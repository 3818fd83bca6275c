//! CLI 参数定义

use crate::domain::error::{DomainError, Result};
use clap::{Parser, Subcommand, ValueEnum};
use std::path::PathBuf;

/// envx - 多项目、多环境的变量管理工具
#[derive(Parser, Debug)]
#[command(
    name = "envx",
    version,
    about = "本地优先的环境变量管理工具",
    long_about = "按项目和环境管理变量，支持 .env 文件的导入、导出与模板生成"
)]
pub struct Cli {
    #[command(subcommand)]
    pub command: Commands,

    /// 详细输出模式
    #[arg(short, long, global = true)]
    pub verbose: bool,

    /// 数据目录（默认 ~/.envx）
    #[arg(long, global = true, env = "ENVX_HOME", value_name = "DIR")]
    pub data_dir: Option<PathBuf>,
}

#[derive(Subcommand, Debug)]
pub enum Commands {
    /// 初始化项目
    Init {
        /// 项目名
        project: String,
        /// 初始环境（默认取 config.toml 的 default_env）
        #[arg(short, long)]
        env: Option<String>,
        /// 项目描述
        #[arg(short = 'd', long = "desc", default_value = "")]
        description: String,
    },

    /// 设置变量
    Set {
        /// 项目名
        project: String,
        /// 一个或多个 KEY=VALUE
        #[arg(required = true, value_name = "KEY=VALUE")]
        pairs: Vec<String>,
        /// 环境名（默认使用项目的默认环境）
        #[arg(short, long)]
        env: Option<String>,
        /// 变量描述
        #[arg(short = 'd', long = "desc")]
        description: Option<String>,
        /// 标记为机密
        #[arg(long, conflicts_with = "no_secret")]
        secret: bool,
        /// 取消机密标记
        #[arg(long)]
        no_secret: bool,
    },

    /// 获取变量值
    Get {
        /// 项目名
        project: String,
        /// 变量名
        key: String,
        /// 环境名
        #[arg(short, long)]
        env: Option<String>,
    },

    /// 列出变量（机密值默认打码）
    List {
        /// 项目名
        project: String,
        /// 环境名
        #[arg(short, long)]
        env: Option<String>,
        /// 输出格式
        #[arg(short, long, value_enum, default_value_t = OutputFormat::Env)]
        format: OutputFormat,
        /// 显示机密变量的原值
        #[arg(long)]
        show_secrets: bool,
    },

    /// 导出为 .env 文件
    Export {
        /// 项目名
        project: String,
        /// 环境名
        #[arg(short, long)]
        env: Option<String>,
        /// 输出路径
        #[arg(short, long, default_value = ".env")]
        output: PathBuf,
        /// 把描述写成注释
        #[arg(long)]
        with_comments: bool,
        /// 覆盖已存在的文件
        #[arg(long)]
        overwrite: bool,
    },

    /// 从 .env 文件导入
    Import {
        /// 项目名
        project: String,
        /// .env 文件路径
        file: PathBuf,
        /// 环境名
        #[arg(short, long)]
        env: Option<String>,
        /// 不覆盖已存在的变量
        #[arg(long)]
        merge: bool,
        /// 只预览变化，不写入
        #[arg(long)]
        dry_run: bool,
    },

    /// 生成只含键名的模板
    Template {
        /// 项目名
        project: String,
        /// 环境名
        #[arg(short, long)]
        env: Option<String>,
        /// 输出路径（默认输出到标准输出）
        #[arg(short, long)]
        output: Option<PathBuf>,
    },
}

/// 输出格式类型
#[derive(Debug, Clone, Copy, PartialEq, Eq, Default, ValueEnum)]
pub enum OutputFormat {
    #[default]
    Env,
    Json,
}

/// 解析 KEY=VALUE 参数，只按第一个 `=` 切分
pub fn parse_pair(pair: &str) -> Result<(String, String)> {
    match pair.split_once('=') {
        Some((key, value)) if !key.is_empty() => Ok((key.to_string(), value.to_string())),
        _ => Err(DomainError::InvalidArgument(format!(
            "无效格式: {pair} (应为 KEY=VALUE)"
        ))),
    }
}

/// 解析全部参数；任何一个无效都不返回结果
pub fn parse_pairs(pairs: &[String]) -> Result<Vec<(String, String)>> {
    pairs.iter().map(|p| parse_pair(p)).collect()
}

/// --secret / --no-secret 转为可选标记，都未给出时保留原有分类
pub fn secret_flag(secret: bool, no_secret: bool) -> Option<bool> {
    match (secret, no_secret) {
        (true, _) => Some(true),
        (_, true) => Some(false),
        _ => None,
    }
}
//! Domain Layer - 核心业务逻辑
//!
//! 包含：
//! - models: 领域实体
//! - repositories: 存储接口（输出端口）
//! - error: 领域错误类型

pub mod error;
pub mod models;
pub mod repositories;

pub use error::{DomainError, Missing, Result};
pub use models::{Environment, Project, Variable, VariableMap};
pub use repositories::{ProjectRepository, StorageConfig};
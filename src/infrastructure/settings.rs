//! 数据目录下的 config.toml

use crate::domain::error::{DomainError, Result};
use crate::infrastructure::paths;
use serde::Deserialize;
use std::path::Path;

pub const SETTINGS_FILE: &str = "config.toml";
pub const DEFAULT_ENV: &str = "development";

/// 文件配置，缺失的字段取默认值
#[derive(Debug, Clone, PartialEq, Eq, Deserialize)]
#[serde(default, deny_unknown_fields)]
pub struct Settings {
    /// `init` 未指定 --env 时使用的环境名
    pub default_env: String,
}

impl Default for Settings {
    fn default() -> Self {
        Self {
            default_env: DEFAULT_ENV.to_string(),
        }
    }
}

impl Settings {
    /// 从数据目录读取配置，文件不存在时使用默认值
    pub fn load(data_dir: &Path) -> Result<Self> {
        let path = data_dir.join(SETTINGS_FILE);
        if !path.is_file() {
            return Ok(Self::default());
        }

        let content = paths::read_file(&path)?;
        Self::parse(&content)
            .map_err(|e| DomainError::Config(format!("{}: {e}", path.display())))
    }

    fn parse(content: &str) -> std::result::Result<Self, String> {
        let settings: Settings = toml::from_str(content).map_err(|e| e.to_string())?;
        if settings.default_env.trim().is_empty() {
            return Err("default_env 不能为空".to_string());
        }
        Ok(settings)
    }
}
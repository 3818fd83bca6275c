//! 内存存储实现（测试替身）

use crate::domain::error::{DomainError, Missing, Result};
use crate::domain::models::Project;
use crate::domain::repositories::ProjectRepository;
use std::collections::BTreeMap;
use std::sync::Mutex;
use std::sync::atomic::{AtomicBool, Ordering};

/// 内存项目存储
///
/// `fail_saves` 打开后所有写入都会失败，用来验证失败的操作不会留下部分修改。
#[derive(Default)]
pub struct InMemoryProjectRepository {
    projects: Mutex<BTreeMap<String, Project>>,
    fail_saves: AtomicBool,
}

impl InMemoryProjectRepository {
    pub fn new() -> Self {
        Self::default()
    }

    pub fn set_fail_saves(&self, fail: bool) {
        self.fail_saves.store(fail, Ordering::SeqCst);
    }

    /// 已存储的项目数
    pub fn len(&self) -> usize {
        self.projects.lock().map(|p| p.len()).unwrap_or(0)
    }

    pub fn is_empty(&self) -> bool {
        self.len() == 0
    }
}

fn lock_error() -> DomainError {
    DomainError::Io {
        context: "内存存储锁错误".to_string(),
        source: std::io::Error::other("mutex poisoned"),
    }
}

impl ProjectRepository for InMemoryProjectRepository {
    fn exists(&self, name: &str) -> Result<bool> {
        let projects = self.projects.lock().map_err(|_| lock_error())?;
        Ok(projects.contains_key(name))
    }

    fn load(&self, name: &str) -> Result<Project> {
        let projects = self.projects.lock().map_err(|_| lock_error())?;
        projects
            .get(name)
            .cloned()
            .ok_or_else(|| DomainError::NotFound(Missing::Project(name.to_string())))
    }

    fn save(&self, project: &Project) -> Result<()> {
        if self.fail_saves.load(Ordering::SeqCst) {
            return Err(DomainError::io(
                format!("写入项目 {} 失败", project.name),
                std::io::Error::other("simulated write failure"),
            ));
        }

        let mut projects = self.projects.lock().map_err(|_| lock_error())?;
        projects.insert(project.name.clone(), project.clone());
        Ok(())
    }
}
//! 路径与文件工具

use crate::domain::error::{DomainError, Result};
use std::fs;
use std::path::{Path, PathBuf};

/// 数据目录名（位于用户主目录下）
const DATA_DIR_NAME: &str = ".envx";

/// 获取默认数据目录 ~/.envx
pub fn default_data_dir() -> Result<PathBuf> {
    dirs::home_dir()
        .map(|h| h.join(DATA_DIR_NAME))
        .ok_or_else(|| DomainError::Config("无法确定主目录".to_string()))
}

/// 读取文本文件，错误附带路径
pub fn read_file(path: &Path) -> Result<String> {
    fs::read_to_string(path)
        .map_err(|e| DomainError::io(format!("读取文件 {} 失败", path.display()), e))
}

/// 安全写入文件 (临时文件 + 原子替换)
///
/// 临时文件与目标同目录，保证 rename 不跨文件系统；文件名带进程号，
/// 避免两个并发进程互相覆盖对方的临时文件。
pub fn write_file_atomic(path: &Path, content: &str) -> Result<()> {
    let parent = match path.parent() {
        Some(p) if !p.as_os_str().is_empty() => p.to_path_buf(),
        _ => PathBuf::from("."),
    };
    fs::create_dir_all(&parent)
        .map_err(|e| DomainError::io(format!("创建目录 {} 失败", parent.display()), e))?;

    let file_name = path
        .file_name()
        .and_then(|n| n.to_str())
        .ok_or_else(|| DomainError::InvalidArgument(format!("无效的文件路径: {}", path.display())))?;
    let temp_path = parent.join(format!(".{file_name}.{}.tmp", std::process::id()));

    fs::write(&temp_path, content)
        .map_err(|e| DomainError::io(format!("写入临时文件 {} 失败", temp_path.display()), e))?;

    if let Err(e) = fs::rename(&temp_path, path) {
        let _ = fs::remove_file(&temp_path);
        return Err(DomainError::io(format!("替换文件 {} 失败", path.display()), e));
    }

    Ok(())
}
//! 测试工具模块
//!
//! 提供统一的测试存储，避免测试之间共享数据目录

use crate::application::ProfileManager;
use crate::domain::repositories::StorageConfig;
use crate::infrastructure::{FileProjectRepository, InMemoryProjectRepository};
use std::path::PathBuf;
use std::sync::Arc;
use tempfile::TempDir;

/// 基于内存存储的服务，同时返回存储句柄以便注入故障
pub fn memory_manager() -> (Arc<InMemoryProjectRepository>, ProfileManager) {
    let repo = Arc::new(InMemoryProjectRepository::new());
    let manager = ProfileManager::new(repo.clone());
    (repo, manager)
}

/// 基于临时目录的文件存储，离开作用域时自动清理
pub struct TestStore {
    pub dir: TempDir,
    pub manager: ProfileManager,
}

impl Default for TestStore {
    fn default() -> Self {
        Self::new()
    }
}

impl TestStore {
    pub fn new() -> Self {
        let dir = tempfile::tempdir().expect("创建临时目录失败");
        let manager = Self::manager_for(&dir);
        Self { dir, manager }
    }

    /// 指向同一数据目录的新服务实例
    pub fn fresh_manager(&self) -> ProfileManager {
        Self::manager_for(&self.dir)
    }

    /// 在临时目录中写入文件，返回路径
    pub fn write_file(&self, name: &str, content: &str) -> PathBuf {
        let path = self.dir.path().join(name);
        std::fs::write(&path, content).expect("写入测试文件失败");
        path
    }

    fn manager_for(dir: &TempDir) -> ProfileManager {
        let repo = FileProjectRepository::new(StorageConfig::new(dir.path()));
        ProfileManager::new(Arc::new(repo))
    }
}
__________
▶ [EXERCISE DIRECTIONS]:
Every line above that includes the word "serde" should be listed.

▶ [SOLUTION]:
use serde::Deserialize;
#[serde(default, deny_unknown_fields)]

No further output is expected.